Many Iowans believe that medical malpractice is any mistreatment or shoddy care that doctors give while caring for their patients.
Medical Malpractice in Iowa is Legally Specific
Unfortunately, we can’t bring a lawsuit if you have just received poor care or been treated badly. While that may happen all too often, we can only bring cases where medical malpractice has actually occurred.
This legal definition of “medical malpractice” means when a medical procedure or treatment is being done, the doctor or other medical provider must perform that to the standard that other doctors in a similar situation would do.
That standard of care can be difficult to define because that standard can differ between medical providers and even different procedures. That the doctor breached that standard of care is what you will need to prove to win your Iowa medical malpractice claim.
Proving Your Medical Malpractice Claim
In order to prove this, you will need to hire an expert witness who has similar experience and training as the doctor who hurt you. This expert will need to review your medical records and come to their own independent medical opinion about whether malpractice occurred. If they believe the standard of care was not followed by the doctor who hurt you, then the hurdle of proving medical malpractice occurred will be overcome.
As you might imagine, hiring these types of experts can be very expensive. They need to analyze a complex medical situation and come to their own conclusion about whether malpractice occurred. This can take hours of time and cost thousands of dollars.
How a Malpractice Claim is Like Any Other Personal Injury Case
Once you are able to prove that the standard of care was breached, a malpractice claim is just like any other negligence claim. That means:
- Someone had a duty – in this case, the doctor/patient relationship
- Someone breached that duty – in this case, breached the standard of care
- The breach of the duty caused harm – in this case, serious injury or death of a patient. This harm must be very serious, or the possible damages awarded will be capped at $250,000.
- The harm resulted in damages – in this case, loss of life, lost wages, pain, and suffering, and other harms and losses are all damages that you or your loved one could have suffered.
Roadblocks to Proving Your Medical Malpractice Case
In Iowa, generally speaking, you only have two years from the date of the harm in which to bring your medical malpractice claim. Prior to that date, your case needs to be reviewed by both an attorney and then a medical expert they hire to see if your claim has merit.
Merit is a legal term that means an expert has reviewed your claim and has determined the medical professional that hurt you has breached the standard of care. This paperwork has to be filed shortly after you file your lawsuit or your lawsuit will be dismissed. If your claim does not have merit, it’s unlikely you will be able to bring a claim against the doctor who hurt you.

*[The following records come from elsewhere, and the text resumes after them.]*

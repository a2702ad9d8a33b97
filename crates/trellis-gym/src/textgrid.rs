use trellis::{DrawCmd, Expanse, Point};

/// Render a display list as ASCII art. Each character cell covers a
/// `scale` x `scale` block of pixels and takes the glyph of the last command
/// covering the block's centre. Uncovered cells are `.`.
pub fn render_text(cmds: &[DrawCmd], screen: Expanse, scale: u32) -> String {
    let scale = scale.max(1);
    let cols = screen.w.div_ceil(scale);
    let rows = screen.h.div_ceil(scale);
    let mut out = String::with_capacity(((cols + 1) * rows) as usize);
    for row in 0..rows {
        for col in 0..cols {
            let p = Point {
                x: col * scale + scale / 2,
                y: row * scale + scale / 2,
            };
            let glyph = cmds
                .iter()
                .rev()
                .find(|c| c.rect.contains_point(p))
                .map(|c| c.fill)
                .unwrap_or('.');
            out.push(glyph);
        }
        out.push('\n');
    }
    out
}
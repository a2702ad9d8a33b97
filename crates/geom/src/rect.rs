use super::{Expanse, Padding, Point};

/// A rectangle with an unsigned origin, in pixels.
#[derive(Debug, Clone, Copy, Hash, PartialEq, Eq, Default)]
pub struct Rect {
    /// Top-left corner.
    pub tl: Point,
    /// Width.
    pub w: u32,
    /// Height.
    pub h: u32,
}

impl Rect {
    /// Construct a rectangle from coordinates and size.
    pub fn new(x: u32, y: u32, w: u32, h: u32) -> Self {
        Self {
            tl: Point { x, y },
            w,
            h,
        }
    }

    /// Does this rect have a zero size?
    pub fn is_zero(&self) -> bool {
        self.w == 0 || self.h == 0
    }

    /// The size of this rectangle.
    pub fn expanse(&self) -> Expanse {
        Expanse::new(self.w, self.h)
    }

    /// Exclusive bottom edge.
    pub fn bottom(&self) -> u32 {
        self.tl.y.saturating_add(self.h)
    }

    /// Does this rectangle contain the point?
    pub fn contains_point(&self, p: Point) -> bool {
        p.x >= self.tl.x
            && p.x < self.tl.x.saturating_add(self.w)
            && p.y >= self.tl.y
            && p.y < self.bottom()
    }

    /// Shrink this rectangle by a set of insets. Insets larger than the
    /// rectangle collapse the affected dimension to zero.
    pub fn inset_saturating(&self, p: Padding) -> Self {
        Self::new(
            self.tl.x.saturating_add(p.left),
            self.tl.y.saturating_add(p.top),
            self.w.saturating_sub(p.horizontal()),
            self.h.saturating_sub(p.vertical()),
        )
    }
}

#[cfg(test)]
mod tests {
    use super::*;

    #[test]
    fn contains() {
        let r = Rect::new(10, 10, 10, 10);
        assert!(r.contains_point(Point { x: 10, y: 10 }));
        assert!(!r.contains_point(Point { x: 9, y: 10 }));
        assert!(!r.contains_point(Point { x: 20, y: 20 }));
        assert!(r.contains_point(Point { x: 19, y: 19 }));
        assert!(!r.contains_point(Point { x: 20, y: 21 }));
    }

    #[test]
    fn inset() {
        let r = Rect::new(0, 0, 100, 50);
        assert_eq!(
            r.inset_saturating(Padding::new(1, 2, 3, 4)),
            Rect::new(1, 2, 96, 44)
        );
        assert_eq!(
            r.inset_saturating(Padding::new(60, 0, 60, 0)),
            Rect::new(60, 0, 0, 50)
        );
        assert!(r.inset_saturating(Padding::uniform(30)).is_zero());
    }
}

Finding an expert to declare your lawsuit has merit takes time. If you suspect that malpractice occurred to you or your loved one, you need to contact an attorney as soon as possible. You may be grieving because of the loss of a loved one, or dealing with being out of work because of your medical injury. However, contacting a lawyer sooner rather than later so they can begin screening your case is very important.
Medical malpractice cases in Iowa are difficult. You need to make sure your case is being handled correctly. While searching for the right Iowa medical malpractice lawyer for you, make sure to ask each attorney if they have tried medical malpractice cases in court. This can be crucial if your case ends up going to trial.